Внезапно позади меня скрипнули половицы, и я резко обернулся, освещая комнату – пусто. Примерно такой же звук издавал я, когда ходил по комнате. Но здесь никого нет, разве что… Я направился к кровати и прищурившись достал из-за пояса нож. Палить из ствола – не самая умная затея, а тот, кто сидит под кроватью, явно спрятался от меня.
Через пару секунд я уже держал за шкирку извивающуюся и царапающуюся как дикая кошка девчонку. Тряхнул ее пару раз, чтоб успокоилась. Раздумывая, вырубить ли ее сейчас или дождаться, когда заорет.
– Эй! Угомонись! Угомонись, я сказал!
Я посветил ей в лицо, и она зажмурилась. Малолетка. Совсем ребенок. Лет четырнадцать, не больше.
– Я милицию вызову! – пропищала, как мышь, а я рассмеялся и тряхнул ее снова, пытаясь понять, что «оно» такое и как сюда попало.
– Ты кто? Зачем в чужом доме прячешься?
– Это мой дом, – она пыталась смотреть на меня. Но я слепил ее фонариком, – а ты вор.
Захотелось расхохотаться. Вор. Можно подумать, здесь есть что воровать. Я вспомнил лицо Ильиной на фото и снова бросил взгляд на девчонку – это её дочь. Та самая, которая, по словам соседки, в интернате неподалеку якобы находится. Сестра Андрея Воронова. О которой тот ни слухом ни духом… Впрочем, я сам еще не уверен, что Ильина была его матерью.
– Не вор. Родственник.
– Нет у нас родственников, – снова попыталась вырваться, и я поднял ее повыше и осветил с ног до головы. Темноволосая пигалица. Худющая. Кожа и кости. В каком-то свитере страшном и штанах рваных. Босая.
– Есть. По линии матери. Я за документами пришел. Не знаешь, где мать все документы хранила?
– Отпусти меня – скажу.
– Заорешь – вырублю. Усекла?
Она кивнула, и я поставил ее на пол, продолжая светить в лицо.
– Нет у нее документов. Пропили они все. Даже паспорта свои пропили.
Гадство… придется ехать к покойному «тюфяку» на дачу и искать там, а если наврал – то я облажался.
В этот момент кто-то закопошился в замке и входная дверь со скрипом отворилась.

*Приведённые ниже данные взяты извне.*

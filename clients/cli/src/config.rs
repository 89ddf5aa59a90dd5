//! CLI configuration

use serde::{Deserialize, Serialize};
use std::path::{Path, PathBuf};

use toxwire::SessionConfig;

/// CLI configuration
#[derive(Clone, Debug, Serialize, Deserialize)]
#[serde(default)]
pub struct CliConfig {
    /// Where profiles are kept
    pub data_dir: PathBuf,
    /// Profile file name inside `data_dir`
    pub profile: String,
    /// Seconds the echo demo may run before giving up
    pub echo_timeout_secs: u64,
    /// Session settings
    pub session: SessionConfig,
}

impl Default for CliConfig {
    fn default() -> Self {
        let data_dir = dirs::data_dir()
            .unwrap_or_else(|| PathBuf::from("."))
            .join("toxwire");

        Self {
            data_dir,
            profile: "profile.tox".to_string(),
            echo_timeout_secs: 10,
            session: SessionConfig::default(),
        }
    }
}

impl CliConfig {
    /// Default location of the config file
    pub fn default_path() -> PathBuf {
        dirs::config_dir()
            .unwrap_or_else(|| PathBuf::from("."))
            .join("toxwire")
            .join("config.toml")
    }

    /// Load config from file or create default
    pub fn load_or_default(path: &Path) -> anyhow::Result<Self> {
        let config = if path.exists() {
            let content = std::fs::read_to_string(path)?;
            toml::from_str(&content)?
        } else {
            let config = Self::default();
            config.save(path)?;
            config
        };
        config.validate().map_err(anyhow::Error::msg)?;
        Ok(config)
    }

    /// Save config to file
    pub fn save(&self, path: &Path) -> anyhow::Result<()> {
        if let Some(parent) = path.parent() {
            std::fs::create_dir_all(parent)?;
        }
        let content = toml::to_string_pretty(self)?;
        std::fs::write(path, content)?;
        Ok(())
    }

    /// Validate configuration
    pub fn validate(&self) -> Result<(), String> {
        if self.profile.is_empty() {
            return Err("profile must not be empty".to_string());
        }
        if self.echo_timeout_secs == 0 {
            return Err("echo_timeout_secs must be greater than 0".to_string());
        }
        self.session.validate()
    }

    /// Full path of the profile blob
    pub fn profile_path(&self) -> PathBuf {
        self.data_dir.join(&self.profile)
    }
}

#[cfg(test)]
mod tests {
    use super::*;

    #[test]
    fn test_default_round_trips_through_toml() {
        let config = CliConfig::default();
        let text = toml::to_string_pretty(&config).unwrap();
        let back: CliConfig = toml::from_str(&text).unwrap();
        assert_eq!(back.profile, config.profile);
        assert_eq!(back.session.tick.interval_ms, 50);
        assert!(back.validate().is_ok());
    }

    #[test]
    fn test_partial_file_uses_defaults() {
        let config: CliConfig = toml::from_str("profile = \"alt.tox\"\n").unwrap();
        assert_eq!(config.profile, "alt.tox");
        assert_eq!(config.echo_timeout_secs, 10);
        assert!(config.profile_path().ends_with("alt.tox"));
    }

    #[test]
    fn test_invalid_timeout() {
        let config = CliConfig {
            echo_timeout_secs: 0,
            ..Default::default()
        };
        assert!(config.validate().is_err());
    }
}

Девчонка хотела улизнуть, но я сцапал ее за шкирку и прижал к себе, чтоб не брыкалась.
– Тихо ты! Кто там? – шепотом спросил.
– Отец вернулся, – как-то обреченно прошептала она. Я снова посмотрел на неё и вдруг понял, что пряталась она не от меня, а от того, кто только что вошел в квартиру и заорал прямо от порога.
– Дашка, сучка, спряталась? Найду – патлы выдергаю. Водки принеси. Дааашкааа.